EU tax commissioner Pierre Moscovici has called "formally and solemnly" on EU member states to publish as soon as possible the letters of commitment they have received from entities on the EU lists of tax havens. He asked finance ministers to take the decision at their next meeting next Tuesday. "We need citizens, NGOs, parliaments and media to be able to see the process," he said on Thursday.
The European Commission proposed on Thursday changing VAT rules in the EU, to allow member states to decide reduced rates on some products without needing an unanimous agreement with other member states. It also proposed simplifying the rules for small and medium enterprises (SMEs) in order to reduce the costs of VAT for them. One of the commission's goals is to fight VAT fraud.
Romania has made "very limited progress" in reforms to fight corruption, the Council of Europe has said. In a report published on Thursday
, the institution's anti-corruption body, the Greco, said that Romanian authorities have implemented only two of the 13 recommendations it made in 2016. The Greco calls among others for more transparency, and an improvement in MPs' declarations of assets and interests.
EU elections in 2019 are likely to be the next big target for Russian propaganda, MEPs have warned, with one asking 'how many seats will Russia get?'
Macedonian president Gjorge Ivanov on Wednesday vetoed a law that would make Albania a second official language. "This law introduces an expensive parallelism to all levels of administration and leads to their total blockade and dysfunctionality," he said. Ethnic Albanians make up around a quarter of the total population. The law had been passed by parliament. It will now be sent back for a second vote.
Sweden's prime minister Stefan Lofven on Wednesday threatened to deploy the army to fight a flare-up of gang violence in the country. "It would not be my first option to bring in the military, but I am prepared to do whatever is necessary to make sure that serious, organised crime is stamped out," he told news agency TT. 106 people were murdered in Sweden last year.

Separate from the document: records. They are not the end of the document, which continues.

//! SQLite adapter.

use super::{Connection, DataSource, Row, SqlError, SqlResult, SqlValue};
use rusqlite::types::{ToSqlOutput, Value as SqliteValue, ValueRef};
use rusqlite::{params_from_iter, ToSql};
use std::path::{Path, PathBuf};

impl ToSql for SqlValue {
    fn to_sql(&self) -> rusqlite::Result<ToSqlOutput<'_>> {
        Ok(match self {
            Self::Null => ToSqlOutput::Owned(SqliteValue::Null),
            Self::Integer(i) | Self::Timestamp(i) => ToSqlOutput::Owned(SqliteValue::Integer(*i)),
            Self::Real(f) => ToSqlOutput::Owned(SqliteValue::Real(*f)),
            Self::Text(s) | Self::Clob(s) => ToSqlOutput::Borrowed(ValueRef::Text(s.as_bytes())),
            Self::Blob(b) => ToSqlOutput::Borrowed(ValueRef::Blob(b)),
        })
    }
}

impl From<SqliteValue> for SqlValue {
    fn from(value: SqliteValue) -> Self {
        match value {
            SqliteValue::Null => Self::Null,
            SqliteValue::Integer(i) => Self::Integer(i),
            SqliteValue::Real(f) => Self::Real(f),
            SqliteValue::Text(s) => Self::Text(s),
            SqliteValue::Blob(b) => Self::Blob(b),
        }
    }
}

/// A datasource backed by one SQLite database file.
#[derive(Debug, Clone)]
pub struct SqliteDataSource {
    name: String,
    path: PathBuf,
}

impl SqliteDataSource {
    /// Creates a datasource for the database at `path`.
    ///
    /// # Errors
    ///
    /// Returns an error if the database cannot be opened.
    pub fn open(name: &str, path: impl AsRef<Path>) -> SqlResult<Self> {
        let path = path.as_ref().to_path_buf();
        rusqlite::Connection::open(&path)?;
        Ok(Self {
            name: name.to_string(),
            path,
        })
    }

    /// Runs a batch of statements, typically schema setup.
    ///
    /// # Errors
    ///
    /// Returns an error if any statement fails.
    pub fn execute_batch(&self, sql: &str) -> SqlResult<()> {
        let conn = rusqlite::Connection::open(&self.path)?;
        conn.execute_batch(sql)?;
        Ok(())
    }

    /// Returns the database path.
    #[must_use]
    pub fn path(&self) -> &Path {
        &self.path
    }
}

impl DataSource for SqliteDataSource {
    fn name(&self) -> &str {
        &self.name
    }

    fn connect(&self) -> SqlResult<Box<dyn Connection>> {
        let conn = rusqlite::Connection::open(&self.path)?;
        Ok(Box::new(SqliteConnection { conn: Some(conn) }))
    }
}

/// An open SQLite connection.
#[derive(Debug)]
pub struct SqliteConnection {
    conn: Option<rusqlite::Connection>,
}

impl SqliteConnection {
    fn conn(&self) -> SqlResult<&rusqlite::Connection> {
        self.conn
            .as_ref()
            .ok_or_else(|| SqlError::Connection("connection closed".to_string()))
    }
}

impl Connection for SqliteConnection {
    fn execute(&mut self, sql: &str, params: &[SqlValue]) -> SqlResult<usize> {
        Ok(self.conn()?.execute(sql, params_from_iter(params.iter()))?)
    }

    fn query(&mut self, sql: &str, params: &[SqlValue], max_rows: usize) -> SqlResult<Vec<Row>> {
        let conn = self.conn()?;
        let mut stmt = conn.prepare(sql)?;
        let width = stmt.column_count();
        let mut rows = stmt.query(params_from_iter(params.iter()))?;
        let mut out = Vec::new();
        while let Some(row) = rows.next()? {
            let mut values = Vec::with_capacity(width);
            for i in 0..width {
                values.push(SqlValue::from(row.get::<_, SqliteValue>(i)?));
            }
            out.push(values);
            if max_rows > 0 && out.len() >= max_rows {
                break;
            }
        }
        Ok(out)
    }

    // SQLite has no sequences; emulate them with a counter table.
    fn next_sequence_value(&mut self, sequence: &str) -> SqlResult<i64> {
        super::validate_identifier(sequence).map_err(SqlError::Type)?;
        let conn = self.conn()?;
        conn.execute_batch(
            "CREATE TABLE IF NOT EXISTS nodestore_sequences (name TEXT PRIMARY KEY, value INTEGER NOT NULL)",
        )?;
        conn.execute(
            "INSERT INTO nodestore_sequences (name, value) VALUES (?1, 1) \
             ON CONFLICT(name) DO UPDATE SET value = value + 1",
            [sequence],
        )?;
        let value = conn.query_row(
            "SELECT value FROM nodestore_sequences WHERE name = ?1",
            [sequence],
            |row| row.get::<_, i64>(0),
        )?;
        Ok(value)
    }

    fn close(&mut self) -> SqlResult<()> {
        if let Some(conn) = self.conn.take() {
            conn.close().map_err(|(_, e)| SqlError::Sqlite(e))?;
        }
        Ok(())
    }
}
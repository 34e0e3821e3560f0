//! Id generator command implementation.

use super::{open_store, CliError};
use nodestore_storage::BackingStore;
use std::path::Path;
use tracing::info;

/// Returns the stored generator value, replacing it first when `set` is
/// given.
pub fn apply(path: &Path, set: Option<u64>) -> Result<Option<u64>, CliError> {
    let store = open_store(path)?;
    let mut txn = store.begin()?;
    if let Some(value) = set {
        store.save_id_generator(&mut txn, value)?;
        store.commit(txn)?;
        info!(value, "id generator updated");
        return Ok(Some(value));
    }
    let value = store.get_id_generator(&txn)?;
    store.abort(txn)?;
    Ok(value)
}

/// Runs the idgen command.
pub fn run(path: &Path, set: Option<u64>) -> Result<(), CliError> {
    match apply(path, set)? {
        Some(value) => println!("{value}"),
        None => println!("(unset)"),
    }
    Ok(())
}

#[cfg(test)]
mod tests {
    use super::*;
    use nodestore_storage::FileStore;
    use tempfile::tempdir;

    #[test]
    fn set_then_read() {
        let dir = tempdir().unwrap();
        drop(FileStore::open(dir.path()).unwrap());

        assert_eq!(apply(dir.path(), None).unwrap(), None);
        assert_eq!(apply(dir.path(), Some(100)).unwrap(), Some(100));
        assert_eq!(apply(dir.path(), None).unwrap(), Some(100));
    }
}
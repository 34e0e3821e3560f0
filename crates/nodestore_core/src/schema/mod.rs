//! Schema descriptors: how prototypes map onto storage.
//!
//! A [`Schema`] holds one [`DbMapping`] per prototype. Mappings are either
//! relational (a table in a named datasource) or embedded (whole records
//! in the backing store). Prototypes without a configured mapping get a
//! default embedded one on first use.

mod mapping;
mod relation;

pub use mapping::{DbColumn, DbMapping, IdStrategy, MappingConfig};
pub use relation::{Constraint, Relation, RelationKind};

use crate::error::{CoreError, CoreResult};
use parking_lot::RwLock;
use std::collections::{BTreeMap, HashMap};
use std::sync::Arc;
use tracing::debug;

/// The set of prototype mappings.
#[derive(Debug, Default)]
pub struct Schema {
    mappings: RwLock<HashMap<String, Arc<DbMapping>>>,
}

impl Schema {
    /// Creates an empty schema.
    #[must_use]
    pub fn new() -> Self {
        Self::default()
    }

    /// Loads a schema from JSON: an object of prototype name to
    /// [`MappingConfig`].
    ///
    /// # Errors
    ///
    /// Returns a schema error if the JSON is malformed or any mapping fails
    /// validation.
    pub fn from_json(json: &str) -> CoreResult<Self> {
        let configs: BTreeMap<String, MappingConfig> =
            serde_json::from_str(json).map_err(|e| CoreError::schema(e.to_string()))?;
        let schema = Self::new();
        for (name, config) in configs {
            schema.register(&name, config)?;
        }
        Ok(schema)
    }

    /// Registers (or replaces) the mapping for a prototype.
    ///
    /// # Errors
    ///
    /// Returns a schema error if the mapping fails validation.
    pub fn register(&self, type_name: &str, config: MappingConfig) -> CoreResult<Arc<DbMapping>> {
        let mapping = Arc::new(DbMapping::build(type_name, config)?);
        let replaced = self
            .mappings
            .write()
            .insert(type_name.to_lowercase(), Arc::clone(&mapping));
        if replaced.is_some() {
            mapping.notify_type_change();
            debug!(prototype = type_name, "mapping replaced");
        }
        Ok(mapping)
    }

    /// Returns the configured mapping for a prototype.
    #[must_use]
    pub fn get(&self, type_name: &str) -> Option<Arc<DbMapping>> {
        self.mappings.read().get(&type_name.to_lowercase()).cloned()
    }

    /// Returns the mapping for a prototype, creating a default embedded
    /// mapping if none is configured.
    pub fn mapping(&self, type_name: &str) -> Arc<DbMapping> {
        let lower = type_name.to_lowercase();
        if let Some(m) = self.mappings.read().get(&lower) {
            return Arc::clone(m);
        }
        Arc::clone(
            self.mappings
                .write()
                .entry(lower)
                .or_insert_with(|| Arc::new(DbMapping::default_for(type_name))),
        )
    }

    /// Returns the relational mapping whose keys use `storage`.
    ///
    /// When several prototypes share a table, the one named like the
    /// storage wins.
    #[must_use]
    pub fn storage_mapping(&self, storage: &str) -> Option<Arc<DbMapping>> {
        let mappings = self.mappings.read();
        if let Some(m) = mappings.get(&storage.to_lowercase()) {
            if m.storage_name() == Some(storage) {
                return Some(Arc::clone(m));
            }
        }
        let mut matches: Vec<_> = mappings
            .values()
            .filter(|m| m.storage_name() == Some(storage))
            .collect();
        matches.sort_by(|a, b| a.type_name().cmp(b.type_name()));
        matches.first().map(|m| Arc::clone(m))
    }

    /// Returns the names of all configured prototypes.
    #[must_use]
    pub fn type_names(&self) -> Vec<String> {
        let mut names: Vec<_> = self
            .mappings
            .read()
            .values()
            .map(|m| m.type_name().to_string())
            .collect();
        names.sort();
        names
    }
}

#[cfg(test)]
mod tests {
    use super::*;

    const JSON: &str = r#"{
        "person": {
            "table": "PERSON",
            "datasource": "main",
            "name_column": "NAME",
            "properties": {
                "email": { "column": "EMAIL" },
                "employer": { "kind": "reference", "column": "EMPLOYER_ID", "other_type": "company" }
            }
        },
        "company": {
            "table": "COMPANY",
            "datasource": "main",
            "id_strategy": { "sequence": "COMPANY_SEQ" },
            "subnodes": { "kind": "collection", "other_type": "person",
                          "constraints": [ { "local": "ID", "foreign": "EMPLOYER_ID" } ] }
        }
    }"#;

    #[test]
    fn loads_from_json() {
        let schema = Schema::from_json(JSON).unwrap();
        assert_eq!(schema.type_names(), vec!["company", "person"]);
        let company = schema.get("Company").unwrap();
        assert_eq!(company.id_strategy(), &IdStrategy::Sequence("COMPANY_SEQ".into()));
        let employer = schema.get("person").unwrap().property_relation("EMPLOYER").unwrap();
        assert_eq!(employer.kind, RelationKind::Reference);
        assert_eq!(employer.own_type, "person");
        assert_eq!(employer.prop_name, "employer");
    }

    #[test]
    fn malformed_json_is_schema_error() {
        assert!(matches!(Schema::from_json("{"), Err(CoreError::Schema { .. })));
        let bad = r#"{"x": {"table": "A B", "datasource": "main"}}"#;
        assert!(matches!(Schema::from_json(bad), Err(CoreError::Schema { .. })));
    }

    #[test]
    fn unknown_prototype_gets_embedded_default() {
        let schema = Schema::new();
        let m = schema.mapping("page");
        assert!(!m.is_relational());
        assert!(Arc::ptr_eq(&m, &schema.mapping("PAGE")));
    }

    #[test]
    fn storage_lookup() {
        let schema = Schema::from_json(JSON).unwrap();
        assert_eq!(schema.storage_mapping("person").unwrap().type_name(), "person");
        assert!(schema.storage_mapping("nothing").is_none());
    }

    #[test]
    fn replacing_bumps_type_change() {
        let schema = Schema::new();
        let first = schema.register("page", MappingConfig::embedded()).unwrap();
        let second = schema.register("page", MappingConfig::embedded()).unwrap();
        assert!(second.last_type_change() > first.last_type_change());
    }
}
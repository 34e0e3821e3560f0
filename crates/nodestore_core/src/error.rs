//! Error types for NodeStore core.

use crate::key::Key;
use crate::sql::SqlError;
use crate::types::TransactorId;
use thiserror::Error;

/// Result type for core operations.
pub type CoreResult<T> = Result<T, CoreError>;

/// Errors that can occur in NodeStore core operations.
///
/// A key without a backing object is not an error: fetches return
/// `Ok(None)`. Stale cache entries are reloaded transparently and never
/// surface here.
#[derive(Debug, Error)]
pub enum CoreError {
    /// Backing store error.
    #[error("storage error: {0}")]
    Storage(#[from] nodestore_storage::StorageError),

    /// Relational bridge error.
    #[error("sql error: {0}")]
    Sql(#[from] SqlError),

    /// A record could not be encoded or decoded.
    #[error("codec error: {message}")]
    Codec {
        /// Description of the failure.
        message: String,
    },

    /// The schema descriptor is malformed.
    #[error("schema error: {message}")]
    Schema {
        /// Description of the problem.
        message: String,
    },

    /// The node is write-locked by another transactor.
    #[error("node {key} is locked by {owner}")]
    NodeLocked {
        /// The contested node.
        key: Key,
        /// The transactor holding the lock.
        owner: TransactorId,
    },

    /// The transactor was killed; its transaction cannot continue.
    #[error("transaction killed: {name}")]
    TransactionKilled {
        /// Name of the killed transaction.
        name: String,
    },

    /// A single-row lookup returned several rows.
    #[error("more than one row returned for {key}")]
    MultipleRows {
        /// The key that was looked up.
        key: Key,
    },

    /// Operation not permitted in current state.
    #[error("invalid operation: {message}")]
    InvalidOperation {
        /// Description of why operation is invalid.
        message: String,
    },

    /// Root records or the id generator could not be set up.
    #[error("initialization failed: {message}")]
    Initialization {
        /// Description of the failure.
        message: String,
    },
}

impl CoreError {
    /// Creates a codec error.
    pub fn codec(message: impl Into<String>) -> Self {
        Self::Codec {
            message: message.into(),
        }
    }

    /// Creates a schema error.
    pub fn schema(message: impl Into<String>) -> Self {
        Self::Schema {
            message: message.into(),
        }
    }

    /// Creates an invalid operation error.
    pub fn invalid_operation(message: impl Into<String>) -> Self {
        Self::InvalidOperation {
            message: message.into(),
        }
    }

    /// Creates an initialization error.
    pub fn initialization(message: impl Into<String>) -> Self {
        Self::Initialization {
            message: message.into(),
        }
    }

    /// Returns true if this error came from the backing store or a database.
    #[must_use]
    pub fn is_store_failure(&self) -> bool {
        matches!(self, Self::Storage(_) | Self::Sql(_) | Self::Codec { .. })
    }
}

More Germans would prefer Sigmar Gabriel as vice-chancellor than SPD chief Martin Schulz, according to a YouGov/DPA survey published on Thursday. It found that 33 percent wanted Gabriel to remain deputy to chancellor Angela Merkel in a new coalition government, while only 22 percent wanted Schulz, the former president of the European Parliament, in the post.
The United Kingdom is set to pay an extra €50 million to beef up security around the French port city of Calais
. The move comes ahead of a meeting on Thursday between French president Emmanuel Macron and British prime minister Theresa May. The two are set to discuss, among other issues, reforming the 2003 Le Touquet agreement. The agreement allows British border guards to patrol inside French territory.